I co-run SUPAXXL, a parkour community based in London. What started as a local competition format evolved into Supa Takeover, a platform designed to let any community run their own. This is about how we got there.
Most community events don't scale beyond the people who run them. They're tied to a single location, a specific moment in time. Hard to replicate and hard to hand off to anyone else.
How do you create something that any community can run, not just attend?
That question shaped everything. Not "how do we make a better event" but "how do we make a system that works without us."
We started locally. Yard Takeover was a month-long competition format built for the London parkour community, running out of Yard in Greenwich.
The format centred on roughly 200 challenges spread across the month. Participants submitted short video clips, scored and fed into a leaderboard called the Takeover League. The system was designed to sustain engagement over weeks, not just a single day. Challenges frequent enough to keep people coming back, with public submissions so progress was visible to the whole community.
It worked. Engagement held across the full month. People who weren't regulars started showing up. We had something we could learn from.

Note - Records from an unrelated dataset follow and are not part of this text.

//! Intake and lifecycle of workflow runs.
//!
//! Each accepted event gets a `workflow_runs` row and a tokio task. The
//! task performs up to `max_attempts` attempts under the same run id;
//! steps completed by an earlier attempt replay from the step log. On
//! startup, runs left `queued` or `running` by a previous process are
//! resumed the same way.

use std::collections::HashMap;
use std::sync::Arc;
use std::time::Duration;

use anyhow::{Context, Result};
use tokio::task::JoinHandle;

use super::{CodeAgentEvent, CodeAgentWorkflow, WorkflowOutput};
use crate::store::{RunStatus, WorkflowRun};

/// Pause between attempts of the same run.
const RETRY_BACKOFF: Duration = Duration::from_secs(2);

#[derive(Clone)]
pub struct WorkflowRunner {
    workflow: Arc<CodeAgentWorkflow>,
    /// In-flight runs by id
    running: Arc<tokio::sync::Mutex<HashMap<String, JoinHandle<()>>>>,
}

impl WorkflowRunner {
    pub fn new(workflow: Arc<CodeAgentWorkflow>) -> Self {
        Self {
            workflow,
            running: Arc::new(tokio::sync::Mutex::new(HashMap::new())),
        }
    }

    /// Record a run for `event` without starting it.
    pub async fn enqueue(&self, event: &CodeAgentEvent) -> Result<WorkflowRun> {
        event.validate().map_err(|e| anyhow::anyhow!(e))?;
        let run_id = uuid::Uuid::new_v4().to_string();
        let event = event.clone();
        self.workflow
            .db()
            .call(move |db| {
                db.get_project(&event.project_id)?
                    .with_context(|| format!("Project {} not found", event.project_id))?;
                db.create_run(&run_id, &event.project_id, &event.value)
            })
            .await
    }

    /// Accept an event and start its run in the background.
    pub async fn submit(&self, event: CodeAgentEvent) -> Result<WorkflowRun> {
        let run = self.enqueue(&event).await?;
        tracing::info!(run_id = %run.id, project_id = %run.project_id, "Run queued");
        self.spawn(run.id.clone()).await;
        Ok(run)
    }

    /// Restart every run a previous process left unfinished.
    pub async fn resume_unfinished(&self) -> Result<usize> {
        let runs = self.workflow.db().call(|db| db.unfinished_runs()).await?;
        let count = runs.len();
        for run in runs {
            tracing::info!(
                run_id = %run.id,
                status = run.status.as_str(),
                attempts = run.attempts,
                "Resuming run"
            );
            self.spawn(run.id).await;
        }
        Ok(count)
    }

    /// Wait for an in-flight run to finish.
    pub async fn wait(&self, run_id: &str) {
        let handle = self.running.lock().await.remove(run_id);
        if let Some(handle) = handle
            && let Err(e) = handle.await
        {
            tracing::error!(run_id, "Run task panicked: {}", e);
        }
    }

    pub async fn get_run(&self, run_id: &str) -> Result<Option<WorkflowRun>> {
        let run_id = run_id.to_string();
        self.workflow.db().call(move |db| db.get_run(&run_id)).await
    }

    async fn spawn(&self, run_id: String) {
        let mut running = self.running.lock().await;
        if running.get(&run_id).is_some_and(|h| !h.is_finished()) {
            tracing::debug!(run_id = %run_id, "Run already in flight");
            return;
        }
        let runner = self.clone();
        let id = run_id.clone();
        let handle = tokio::spawn(async move {
            if let Err(e) = runner.run_to_completion(&id).await {
                tracing::warn!(run_id = %id, "Run finished with error: {:#}", e);
            }
        });
        running.insert(run_id, handle);
    }

    /// Drive a recorded run through its remaining attempts.
    pub async fn run_to_completion(&self, run_id: &str) -> Result<WorkflowOutput> {
        let id = run_id.to_string();
        let run = self
            .workflow
            .db()
            .call(move |db| db.get_run(&id))
            .await?
            .with_context(|| format!("Run {} not found", run_id))?;
        if run.status.is_terminal() {
            anyhow::bail!("Run {} already {}", run_id, run.status.as_str());
        }

        let event = CodeAgentEvent {
            value: run.prompt,
            project_id: run.project_id,
        };
        let max_attempts = self.workflow.settings().max_attempts;

        loop {
            let id = run_id.to_string();
            let run = self
                .workflow
                .db()
                .call(move |db| db.start_run_attempt(&id))
                .await?;
            tracing::info!(run_id, attempt = run.attempts, max_attempts, "Run attempt started");

            match self.workflow.execute(run_id, &event, run.attempts).await {
                Ok(output) => {
                    self.finish(run_id, RunStatus::Completed, None).await?;
                    tracing::info!(run_id, files = output.files.len(), "Run completed");
                    return Ok(output);
                }
                Err(err) if run.attempts < max_attempts && !err.is_recorded() => {
                    tracing::warn!(
                        run_id,
                        attempt = run.attempts,
                        "Attempt failed, retrying: {}",
                        err
                    );
                    tokio::time::sleep(RETRY_BACKOFF * run.attempts).await;
                }
                Err(err) => {
                    let message = err.to_string();
                    self.finish(run_id, RunStatus::Failed, Some(message)).await?;
                    return Err(err.into());
                }
            }
        }
    }

    async fn finish(&self, run_id: &str, status: RunStatus, error: Option<String>) -> Result<()> {
        let id = run_id.to_string();
        self.workflow
            .db()
            .call(move |db| db.update_run_status(&id, status, error.as_deref()))
            .await?;
        Ok(())
    }
}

Building in frequent challenges and public submissions was deliberate. We wanted to shape behaviour, not just fill a calendar. Frequent, achievable challenges gave people a reason to come back the next day. The leaderboard made progress visible. Public submissions meant participants were also creating content, which pulled more people in from the edges of the community.
Once we'd proven the model locally, the next step was making it portable. Supa Takeover takes those same core mechanics and turns them into something any organiser can run in their own city. The submission format and scoring were already proven. The harder problem was making everything simple enough that someone in a different city could pick it up without us in the room.
The platform isn't tightly controlled. It gives communities enough structure to run something consistent while leaving room for them to make it their own.
Yard in Greenwich shaped the identity of everything we built. Raw and urban. We deliberately avoided the kind of polished event branding that would feel out of place there. The visual identity leaned into gritty textures and minimal production, with references that felt authentic to the community rather than designed to explain it to outsiders.
That identity became part of what makes the format recognisable. It also travels. The same aesthetic works in other cities because it's grounded in something real rather than built for mass appeal.
A lot of the system design was about influencing behaviour without making it feel engineered. Public submissions gave people visibility. Leaderboards created progression. Cash prizes and sponsor rewards gave people a reason to push harder.
We also identified a gap in participation: women were underrepresented in competition formats like this. Introducing equal prize pools was one of the most direct ways to address it, and it worked. Messaging shifted too, and the community response followed.
Yard Takeover built towards a final live event: London Massive. It was the physical payoff for a month of online participation. A full day with speed competitions, tricks-for-prizes, open jam sessions, and sponsor involvement.
Around 100 people came. A large proportion of them had been taking part throughout the month, which meant the event felt like a community arriving rather than a crowd assembling.
Not all systems live in software. Some live in communities.